[Opening EXTRACTED MATERIAL section]

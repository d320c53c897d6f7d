use std::collections::{HashMap, HashSet};
use std::sync::Arc;

use anyhow::anyhow;
use serde_json::json;

use graph_playground::backend::{
    fetch_channel, run_catalog_fetch, spawn_catalog_fetch, DatabaseEntry, FetchEvent, FetchEventKind, FetchRequest,
    GraphBackend,
};
use graph_playground::session::catalog::{LabelEntities, SchemaListing, TypeEntities};
use graph_playground::session::{SessionError, SessionManager};

// In-memory backend: one database, optional failing keys.
struct Scripted {
    database: String,
    schema: SchemaListing,
    labels: HashMap<String, LabelEntities>,
    types: HashMap<String, TypeEntities>,
    failing: HashSet<String>,
    schema_down: bool,
}

impl Scripted {
    fn movies() -> Self {
        let mut labels = HashMap::new();
        labels.insert(
            "Person".to_string(),
            LabelEntities {
                summaries: vec!["Keanu".into(), "Carrie".into()],
                details: vec![json!({"id": 1}), json!({"id": 2})],
            },
        );
        labels.insert(
            "Movie".to_string(),
            LabelEntities { summaries: vec!["The Matrix".into()], details: vec![json!({"id": 10})] },
        );
        let mut types = HashMap::new();
        types.insert(
            "ACTED_IN".to_string(),
            TypeEntities {
                summaries: vec![("Person".into(), "Movie".into())],
                details: vec![json!({"startNode": 1, "endNode": 10})],
            },
        );
        Scripted {
            database: "bolt://movies".into(),
            schema: SchemaListing {
                labels: vec!["Person".into(), "Movie".into()],
                relationship_types: vec!["ACTED_IN".into()],
                property_keys: vec!["name".into(), "title".into()],
            },
            labels,
            types,
            failing: HashSet::new(),
            schema_down: false,
        }
    }
}

impl GraphBackend for Scripted {
    fn list_databases(&self) -> anyhow::Result<Vec<DatabaseEntry>> {
        Ok(vec![DatabaseEntry { url: self.database.clone() }])
    }

    fn list_schema(&self, database: &str) -> anyhow::Result<SchemaListing> {
        if self.schema_down || database != self.database {
            return Err(anyhow!("connection refused"));
        }
        Ok(self.schema.clone())
    }

    fn entities_for_label(&self, _database: &str, label: &str) -> anyhow::Result<LabelEntities> {
        if self.failing.contains(label) {
            return Err(anyhow!("timed out"));
        }
        Ok(self.labels.get(label).cloned().unwrap_or_default())
    }

    fn entities_for_type(&self, _database: &str, rel_type: &str) -> anyhow::Result<TypeEntities> {
        if self.failing.contains(rel_type) {
            return Err(anyhow!("timed out"));
        }
        Ok(self.types.get(rel_type).cloned().unwrap_or_default())
    }
}

fn collect(backend: &Scripted, request: &FetchRequest) -> Vec<FetchEvent> {
    let mut events = Vec::new();
    run_catalog_fetch(backend, request, |ev| {
        events.push(ev);
        true
    });
    events
}

fn apply_all(manager: &mut SessionManager, events: Vec<FetchEvent>) -> Vec<SessionError> {
    events.into_iter().filter_map(|ev| manager.apply_fetch(ev).err()).collect()
}

#[test]
fn fetch_emits_schema_then_entities_then_finished() {
    let backend = Scripted::movies();
    let request = FetchRequest { session: 1, database: "bolt://movies".into() };
    let events = collect(&backend, &request);

    assert_eq!(events.len(), 5);
    assert!(events.iter().all(|e| e.session == 1 && e.database == "bolt://movies"));
    assert!(matches!(events[0].kind, FetchEventKind::Schema(_)));
    assert!(matches!(&events[1].kind, FetchEventKind::LabelEntities { label, .. } if label == "Person"));
    assert!(matches!(&events[2].kind, FetchEventKind::LabelEntities { label, .. } if label == "Movie"));
    assert!(matches!(&events[3].kind, FetchEventKind::TypeEntities { rel_type, .. } if rel_type == "ACTED_IN"));
    assert_eq!(events[4].kind, FetchEventKind::Finished);
}

#[test]
fn emit_returning_false_stops_the_run() {
    let backend = Scripted::movies();
    let request = FetchRequest { session: 1, database: "bolt://movies".into() };
    let mut seen = 0;
    run_catalog_fetch(&backend, &request, |_| {
        seen += 1;
        false
    });
    assert_eq!(seen, 1);
}

#[test]
fn select_database_then_fetch_fills_working_catalog() {
    let backend = Scripted::movies();
    let mut m = SessionManager::new();
    m.working_mut().set_search_query("matrix");
    let request = m.select_database("bolt://movies").expect("active tab");
    assert_eq!(request, FetchRequest { session: 1, database: "bolt://movies".into() });

    let errors = apply_all(&mut m, collect(&backend, &request));
    assert!(errors.is_empty());

    let catalog = m.working().catalog();
    assert_eq!(catalog.labels, vec!["Person", "Movie"]);
    assert!(catalog.is_label_loaded("Person") && catalog.is_type_loaded("ACTED_IN"));
    // the query typed before the fetch is re-evaluated as data lands
    assert_eq!(m.working().ui().search_results.node_matches.len(), 1);
    assert_eq!(m.sessions()[0].database.as_deref(), Some("bolt://movies"));
}

#[test]
fn merge_is_order_independent_and_idempotent() {
    let backend = Scripted::movies();

    let mut forward = SessionManager::new();
    let req = forward.select_database("bolt://movies").unwrap();
    let events = collect(&backend, &req);
    apply_all(&mut forward, events.clone());

    let mut shuffled = SessionManager::new();
    shuffled.select_database("bolt://movies").unwrap();
    // schema first, then entity results reversed and repeated
    let mut replay = vec![events[0].clone()];
    replay.extend(events[1..].iter().rev().cloned());
    replay.extend(events[1..].iter().cloned());
    apply_all(&mut shuffled, replay);

    assert_eq!(forward.working().catalog(), shuffled.working().catalog());
}

#[test]
fn results_for_an_inactive_tab_land_in_its_record() {
    let backend = Scripted::movies();
    let mut m = SessionManager::new();
    let request = m.select_database("bolt://movies").unwrap();
    let events = collect(&backend, &request);

    // user opens another tab while the fetch is in flight
    m.create_session();
    assert!(apply_all(&mut m, events).is_empty());

    assert!(m.working().catalog().is_empty());
    let stored = &m.record(1).expect("tab 1").catalog;
    assert_eq!(stored.node_entities.get("Person").map(Vec::len), Some(2));

    m.switch_to(1).unwrap();
    assert!(m.working().catalog().is_type_loaded("ACTED_IN"));
}

#[test]
fn results_for_closed_tab_or_replaced_database_are_dropped() {
    let backend = Scripted::movies();
    let mut m = SessionManager::new();
    let stale = collect(&backend, &m.select_database("bolt://movies").unwrap());

    // database changed before results arrived
    m.select_database("bolt://other").unwrap();
    assert!(apply_all(&mut m, stale.clone()).is_empty());
    assert!(m.working().catalog().is_empty());

    // tab closed before results arrived
    m.create_session();
    m.close_session(1).unwrap();
    assert!(apply_all(&mut m, stale).is_empty());
    assert!(m.working().catalog().is_empty());
    assert!(m.record(1).is_none());
}

#[test]
fn failed_entity_fetch_leaves_key_unloaded() {
    let mut backend = Scripted::movies();
    backend.failing.insert("Movie".into());
    let mut m = SessionManager::new();
    let request = m.select_database("bolt://movies").unwrap();

    let errors = apply_all(&mut m, collect(&backend, &request));
    assert_eq!(errors.len(), 1);
    assert!(matches!(&errors[0], SessionError::EntityFetchFailed { session: 1, key, .. } if key == "Movie"));

    let catalog = m.working().catalog();
    assert!(catalog.has_label("Movie"));
    assert!(!catalog.is_label_loaded("Movie"));
    assert!(catalog.is_label_loaded("Person"));
    assert!(catalog.is_type_loaded("ACTED_IN"));
}

#[test]
fn failed_schema_fetch_keeps_selection_and_empty_catalog() {
    let mut backend = Scripted::movies();
    backend.schema_down = true;
    let mut m = SessionManager::new();
    let request = m.select_database("bolt://movies").unwrap();

    let events = collect(&backend, &request);
    assert_eq!(events.len(), 1);
    let errors = apply_all(&mut m, events);
    assert!(matches!(&errors[..], [SessionError::SchemaFetchFailed { session: 1, .. }]));
    assert!(m.working().catalog().is_empty());
    assert_eq!(m.working().connection().selected_database.as_deref(), Some("bolt://movies"));
}

#[test]
fn background_fetch_delivers_over_channel() {
    let backend: Arc<dyn GraphBackend> = Arc::new(Scripted::movies());
    let mut m = SessionManager::new();
    let request = m.select_database("bolt://movies").unwrap();

    let (tx, rx) = fetch_channel();
    let handle = spawn_catalog_fetch(backend, request, tx).expect("spawn");
    handle.join().expect("fetch thread");

    let events: Vec<FetchEvent> = rx.try_iter().collect();
    assert_eq!(events.last().map(|e| &e.kind), Some(&FetchEventKind::Finished));
    assert!(apply_all(&mut m, events).is_empty());
    assert_eq!(m.working().catalog().node_entities.len(), 2);
}
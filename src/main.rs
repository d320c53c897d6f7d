use std::sync::Arc;

use graph_playground::backend::http::HttpBackend;
use graph_playground::gui::frontend::PlaygroundApp;
use graph_playground::persistence::settings::AppSettings;

use eframe::egui;

fn main() -> eframe::Result {
    env_logger::init();

    let settings = AppSettings::current();
    let backend = match HttpBackend::from_settings(&settings) {
        Ok(b) => b,
        Err(e) => {
            eprintln!("Graph-Playground: {:#}", e);
            std::process::exit(1);
        }
    };
    log::info!("using backend at {}", backend.base_url());

    let options = eframe::NativeOptions {
        viewport: egui::ViewportBuilder::default()
            .with_inner_size([1300.0, 710.0])
            // Provide sensible bounds so the UI stays usable on small screens
            .with_min_inner_size([700.0, 420.0])
            .with_resizable(true),
        ..Default::default()
    };
    eframe::run_native(
        "Graph-Playground",
        options,
        Box::new(move |_cc| {
            Ok(Box::new(PlaygroundApp::new(Arc::new(backend), settings)) as Box<dyn eframe::App>)
        }),
    )
}
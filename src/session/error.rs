use thiserror::Error;

use super::record::SessionId;

/// Everything the session core can report. None of these are fatal: each
/// operation that returns one has already left its state consistent.
#[derive(Debug, Clone, PartialEq, Eq, Error)]
pub enum SessionError {
    #[error("session {0} not found")]
    SessionNotFound(SessionId),

    #[error("session {session}: stored field `{field}` was malformed and has been reset")]
    MalformedRecord { session: SessionId, field: &'static str },

    #[error("session {session}: could not load schema from {database}: {reason}")]
    SchemaFetchFailed { session: SessionId, database: String, reason: String },

    #[error("session {session}: could not load entities for `{key}`: {reason}")]
    EntityFetchFailed { session: SessionId, key: String, reason: String },
}
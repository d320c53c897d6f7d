use std::sync::Arc;
use std::sync::mpsc::{Receiver, Sender};
use std::time::{Duration, Instant};

use eframe::egui;
use egui::{Color32, Stroke};

use crate::backend::{self, DatabaseEntry, FetchEvent, FetchEventKind, GraphBackend};
use crate::persistence::settings::AppSettings;
use crate::session::{SessionId, SessionManager};

const MAX_EVENTS_PER_FRAME: usize = 64;

// Style for toast notifications
#[derive(Copy, Clone, Debug, PartialEq, Eq)]
enum NoticeStyle {
    Subtle,
    Prominent,
}

// Everything a frame can ask for; applied after drawing so panels only
// ever read the session state.
#[derive(Clone, Debug, PartialEq)]
enum UiAction {
    NewTab,
    SwitchTo(SessionId),
    Close(SessionId),
    RefreshDatabases,
    ToggleDatabaseMenu,
    SelectDatabase(String),
    ToggleNodeLabels,
    ToggleRelationshipTypes,
    TogglePropertyKeys,
    ExpandLabel(String),
    ExpandType(String),
    AddNode { label: String, index: usize },
    AddRelationship { rel_type: String, index: usize },
    StageNode { label: String, index: usize },
    CommitBuffers,
    ClearSelection,
    Search(String),
}

pub struct PlaygroundApp {
    manager: SessionManager,
    backend: Arc<dyn GraphBackend>,
    settings: AppSettings,
    fetch_tx: Sender<FetchEvent>,
    fetch_rx: Receiver<FetchEvent>,
    fetches_in_flight: usize,
    databases: Vec<DatabaseEntry>,
    databases_rx: Option<Receiver<anyhow::Result<Vec<DatabaseEntry>>>>,
    database_menu_open: bool,
    // Mirrors the active tab's query; re-synced on every tab change
    search_text: String,
    last_notice: Option<String>,
    last_notice_time: Option<Instant>,
    last_notice_style: NoticeStyle,
}

// Connect URLs are listed without their scheme
fn display_url(url: &str) -> &str {
    ["neo4j+s://", "bolt+s://", "neo4j://", "bolt://"]
        .iter()
        .find_map(|p| url.strip_prefix(*p))
        .unwrap_or(url)
}

fn stamp_now() -> String {
    let now = time::OffsetDateTime::now_utc();
    let fmt = time::macros::format_description!("[hour]:[minute]:[second]");
    now.format(&fmt).unwrap_or_default()
}
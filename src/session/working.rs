//! The live, mutable projection of the active session.
//!
//! Renderer, search box and filtering panel all read and write this one
//! aggregate. It is moved out wholesale into the session record on a
//! switch and rebuilt from the target record, so nothing in it survives a
//! switch boundary.

use serde::{Deserialize, Serialize};

use crate::graph_utils::dedupe::{self, Readiness, ReconcileOutcome};
use crate::graph_utils::graph::{GraphSelection, GraphSummary, Node, Relationship};
use super::catalog::{EntityCatalog, LabelEntities, SchemaListing, TypeEntities};
use super::error::SessionError;
use super::record::{ConnectionInfo, SessionRecord};
use super::search::{self, SearchResults};

/// Panel expansion flags and the search box.
#[derive(Clone, Debug, Default, PartialEq, Serialize, Deserialize)]
pub struct UiState {
    #[serde(default)]
    pub node_labels_open: bool,
    #[serde(default)]
    pub relationship_types_open: bool,
    #[serde(default)]
    pub property_keys_open: bool,
    #[serde(default)]
    pub expanded_label: Option<String>,
    #[serde(default)]
    pub expanded_type: Option<String>,
    #[serde(default)]
    pub search_query: String,
    #[serde(default)]
    pub search_results: SearchResults,
}

#[derive(Debug)]
pub struct WorkingState {
    connection: ConnectionInfo,
    graph: GraphSelection,
    catalog: EntityCatalog,
    ui: UiState,
    readiness: Readiness,
}

impl Default for WorkingState {
    fn default() -> Self {
        Self {
            connection: ConnectionInfo::default(),
            graph: GraphSelection::default(),
            catalog: EntityCatalog::default(),
            ui: UiState::default(),
            readiness: Readiness::Ready,
        }
    }
}

impl WorkingState {
    pub fn new() -> Self {
        Self::default()
    }

    pub fn connection(&self) -> &ConnectionInfo { &self.connection }
    pub fn graph(&self) -> &GraphSelection { &self.graph }
    pub fn catalog(&self) -> &EntityCatalog { &self.catalog }
    pub fn ui(&self) -> &UiState { &self.ui }
    pub fn readiness(&self) -> Readiness { self.readiness }

    /// True when the state is indistinguishable from a freshly opened tab.
    pub fn is_pristine(&self) -> bool {
        self.connection == ConnectionInfo::default()
            && self.graph.is_empty()
            && self.catalog.is_empty()
            && self.ui == UiState::default()
    }

    pub fn reset(&mut self) {
        *self = Self::default();
    }

    /// Move everything into `record` and leave `self` reset.
    pub(crate) fn write_back(&mut self, record: &mut SessionRecord) {
        let taken = std::mem::take(self);
        record.connection = taken.connection;
        record.graph = taken.graph;
        record.catalog = taken.catalog;
        record.ui = taken.ui;
    }

    /// Copy every stored field of `record` in. Inconsistent sub-fields are
    /// replaced by their empty default and reported; the rest still loads.
    pub(crate) fn hydrate(&mut self, record: &SessionRecord) -> Vec<SessionError> {
        let mut malformed = Vec::new();
        self.connection = record.connection.clone();
        self.graph = record.graph.clone();
        self.catalog = record.catalog.clone();
        self.ui = record.ui.clone();

        let mut flag = |field: &'static str| {
            log::warn!("session {}: resetting malformed field `{}`", record.id, field);
            malformed.push(SessionError::MalformedRecord { session: record.id, field });
        };

        if self.connection.selected_database.as_deref().is_some_and(|db| db.trim().is_empty()) {
            self.connection.selected_database = None;
            flag("connection.selected_database");
        }
        if self.ui.expanded_label.as_deref().is_some_and(|l| !self.catalog.has_label(l)) {
            self.ui.expanded_label = None;
            flag("ui.expanded_label");
        }
        if self.ui.expanded_type.as_deref().is_some_and(|t| !self.catalog.has_type(t)) {
            self.ui.expanded_type = None;
            flag("ui.expanded_type");
        }
        if self.ui.search_query.trim().is_empty() && !self.ui.search_results.is_empty() {
            self.ui.search_results = SearchResults::default();
            flag("ui.search_results");
        }

        self.readiness = Readiness::NotReady;
        self.reconcile();
        malformed
    }

    // --- selection: renderer and filtering panel ---

    /// The selection, but only once it is known to be duplicate free.
    pub fn ready_selection(&self) -> Option<&GraphSelection> {
        self.readiness.is_ready().then_some(&self.graph)
    }

    /// Raw access for the filtering panel. Marks the selection not ready
    /// until the next `reconcile`.
    pub fn selection_mut(&mut self) -> &mut GraphSelection {
        self.readiness = Readiness::NotReady;
        &mut self.graph
    }

    pub fn reconcile(&mut self) -> ReconcileOutcome {
        let outcome = dedupe::reconcile(&mut self.graph);
        self.readiness = Readiness::Ready;
        outcome
    }

    pub fn add_nodes(&mut self, nodes: impl IntoIterator<Item = Node>) -> ReconcileOutcome {
        self.selection_mut().nodes.extend(nodes);
        self.reconcile()
    }

    pub fn add_relationships(&mut self, rels: impl IntoIterator<Item = Relationship>) -> ReconcileOutcome {
        self.selection_mut().relationships.extend(rels);
        self.reconcile()
    }

    pub fn set_nodes(&mut self, nodes: Vec<Node>) -> ReconcileOutcome {
        self.selection_mut().nodes = nodes;
        self.reconcile()
    }

    pub fn set_relationships(&mut self, rels: Vec<Relationship>) -> ReconcileOutcome {
        self.selection_mut().relationships = rels;
        self.reconcile()
    }

    pub fn stage_nodes(&mut self, nodes: impl IntoIterator<Item = Node>) {
        self.graph.node_buffer.extend(nodes);
    }

    pub fn stage_relationships(&mut self, rels: impl IntoIterator<Item = Relationship>) {
        self.graph.relationship_buffer.extend(rels);
    }

    pub fn set_node_buffer(&mut self, nodes: Vec<Node>) {
        self.graph.node_buffer = nodes;
    }

    pub fn set_relationship_buffer(&mut self, rels: Vec<Relationship>) {
        self.graph.relationship_buffer = rels;
    }

    // Reconciles even with empty buffers: an earlier `selection_mut` may
    // have left the selection unsettled.
    pub fn commit_buffers(&mut self) -> ReconcileOutcome {
        if !self.graph.commit_buffers() {
            log::debug!("commit with empty buffers");
        }
        self.reconcile()
    }

    pub fn clear_selection(&mut self) {
        self.graph = GraphSelection::default();
        self.readiness = Readiness::Ready;
    }

    pub fn summary(&self) -> GraphSummary {
        self.graph.summary()
    }

    // --- connection + catalog ---

    pub fn set_connect_form(&mut self, protocol: impl Into<String>, connect_url: impl Into<String>) {
        self.connection.protocol = protocol.into();
        self.connection.connect_url = connect_url.into();
    }

    /// Point the session at a new database. The old catalog and anything
    /// derived from it is dropped; the query text survives and is
    /// re-evaluated as entities arrive.
    pub(crate) fn select_database(&mut self, url: &str) {
        self.connection.selected_database = Some(url.to_string());
        self.catalog = EntityCatalog::default();
        self.ui.expanded_label = None;
        self.ui.expanded_type = None;
        self.ui.search_results = SearchResults::default();
    }

    pub fn apply_schema(&mut self, schema: SchemaListing) {
        self.catalog.apply_schema(schema);
        if self.ui.expanded_label.as_deref().is_some_and(|l| !self.catalog.has_label(l)) {
            self.ui.expanded_label = None;
        }
        if self.ui.expanded_type.as_deref().is_some_and(|t| !self.catalog.has_type(t)) {
            self.ui.expanded_type = None;
        }
        self.refresh_search();
    }

    pub fn merge_label_entities(&mut self, label: &str, entities: LabelEntities) {
        self.catalog.merge_label_entities(label, entities);
        self.refresh_search();
    }

    pub fn merge_type_entities(&mut self, rel_type: &str, entities: TypeEntities) {
        self.catalog.merge_type_entities(rel_type, entities);
        self.refresh_search();
    }

    // --- panels + search ---

    pub fn toggle_node_labels(&mut self) {
        self.ui.node_labels_open = !self.ui.node_labels_open;
    }

    pub fn toggle_relationship_types(&mut self) {
        self.ui.relationship_types_open = !self.ui.relationship_types_open;
    }

    pub fn toggle_property_keys(&mut self) {
        self.ui.property_keys_open = !self.ui.property_keys_open;
    }

    // Clicking the expanded label collapses it; unknown labels are ignored.
    pub fn toggle_expanded_label(&mut self, label: &str) -> bool {
        if self.ui.expanded_label.as_deref() == Some(label) {
            self.ui.expanded_label = None;
            return true;
        }
        if !self.catalog.has_label(label) {
            return false;
        }
        self.ui.expanded_label = Some(label.to_string());
        true
    }

    pub fn toggle_expanded_type(&mut self, rel_type: &str) -> bool {
        if self.ui.expanded_type.as_deref() == Some(rel_type) {
            self.ui.expanded_type = None;
            return true;
        }
        if !self.catalog.has_type(rel_type) {
            return false;
        }
        self.ui.expanded_type = Some(rel_type.to_string());
        true
    }

    pub fn set_search_query(&mut self, query: impl Into<String>) -> &SearchResults {
        self.ui.search_query = query.into();
        self.refresh_search();
        &self.ui.search_results
    }

    fn refresh_search(&mut self) {
        self.ui.search_results = search::search(&self.ui.search_query, &self.catalog);
    }
}
//! Per-page crawl outcome
//!
//! A `PageRecord` is created exactly once, when a fetch settles, and is never
//! modified afterwards.

use chrono::{DateTime, Utc};
use flate2::read::GzDecoder;
use flate2::write::GzEncoder;
use flate2::Compression;
use serde::{Deserialize, Serialize};
use std::io::{Read, Write};

/// Outcome of crawling one URL
#[derive(Debug, Clone, PartialEq, Serialize, Deserialize)]
pub struct PageRecord {
    /// The URL as it was requested (query string kept)
    pub url: String,

    /// HTTP status code; 0 means the request never produced a response
    pub status: u16,

    pub title: Option<String>,

    pub description: Option<String>,

    /// Body size in bytes
    pub content_length: usize,

    /// Visible text is below the configured threshold
    pub is_empty: bool,

    /// Wall-clock time spent on the fetch (milliseconds)
    pub duration_ms: u64,

    /// Same-host links, deduplicated, in document order
    pub internal_links: Vec<String>,

    /// Links to other hosts, deduplicated, in document order
    pub external_links: Vec<String>,

    /// URL appeared in one of the site's sitemaps
    pub in_sitemap: bool,

    /// Final URL when the request was redirected
    #[serde(default, skip_serializing_if = "Option::is_none")]
    pub redirected_to: Option<String>,

    pub error_message: Option<String>,

    /// Gzip-compressed body, only kept when configured
    #[serde(default, skip_serializing_if = "Option::is_none")]
    pub content: Option<Vec<u8>>,

    pub crawled_at: DateTime<Utc>,
}

impl PageRecord {
    /// Builds the record for a fetch that never got a response
    pub fn failure(url: &str, duration_ms: u64, error_message: String) -> Self {
        Self {
            url: url.to_string(),
            status: 0,
            title: None,
            description: None,
            content_length: 0,
            is_empty: true,
            duration_ms,
            internal_links: Vec::new(),
            external_links: Vec::new(),
            in_sitemap: false,
            redirected_to: None,
            error_message: Some(error_message),
            content: None,
            crawled_at: Utc::now(),
        }
    }

    /// Returns true for network failures and HTTP 4xx/5xx responses
    pub fn is_error(&self) -> bool {
        self.status == 0 || self.status >= 400
    }

    /// Returns the decompressed body if content was stored
    pub fn decompressed_content(&self) -> Option<String> {
        let compressed = self.content.as_ref()?;
        let mut decoder = GzDecoder::new(compressed.as_slice());
        let mut body = String::new();
        decoder.read_to_string(&mut body).ok()?;
        Some(body)
    }
}

/// Gzip-compresses a page body for storage in `PageRecord::content`
pub fn compress_content(body: &str) -> Option<Vec<u8>> {
    let mut encoder = GzEncoder::new(Vec::new(), Compression::default());
    encoder.write_all(body.as_bytes()).ok()?;
    encoder.finish().ok()
}
use crate::config::types::Config;
use crate::config::validation::validate;
use crate::ConfigError;
use sha2::{Digest, Sha256};
use std::path::Path;

/// Loads and parses a configuration file from the given path
///
/// # Arguments
///
/// * `path` - Path to the TOML configuration file
///
/// # Returns
///
/// * `Ok(Config)` - Successfully loaded and validated configuration
/// * `Err(ConfigError)` - Failed to load, parse, or validate the configuration
pub fn load_config(path: &Path) -> Result<Config, ConfigError> {
    let content = std::fs::read_to_string(path)?;
    parse_config(&content)
}

/// Parses and validates configuration from TOML text
pub fn parse_config(content: &str) -> Result<Config, ConfigError> {
    let config: Config = toml::from_str(content)?;
    validate(&config)?;
    Ok(config)
}

/// Computes a SHA-256 hash of arbitrary configuration content
///
/// Finished sessions are stored under a key derived from this hash, so runs
/// with the same configuration group together.
///
/// # Returns
///
/// Hex-encoded SHA-256 hash (64 characters)
pub fn compute_config_hash(content: &str) -> String {
    let mut hasher = Sha256::new();
    hasher.update(content.as_bytes());
    hex::encode(hasher.finalize())
}

/// Loads a configuration and returns both the config and its hash
pub fn load_config_with_hash(path: &Path) -> Result<(Config, String), ConfigError> {
    let content = std::fs::read_to_string(path)?;
    let config = parse_config(&content)?;
    Ok((config, compute_config_hash(&content)))
}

[Closing EXTRACTED MATERIAL section]

**TASK REQUIREMENTS**
Please go over the data above and copy each line with "json" in it.

**SOLUTION TO THE EXERCISE**
use serde_json::json;
                details: vec![json!({"id": 1}), json!({"id": 2})],
            LabelEntities { summaries: vec!["The Matrix".into()], details: vec![json!({"id": 10})] },
                details: vec![json!({"startNode": 1, "endNode": 10})],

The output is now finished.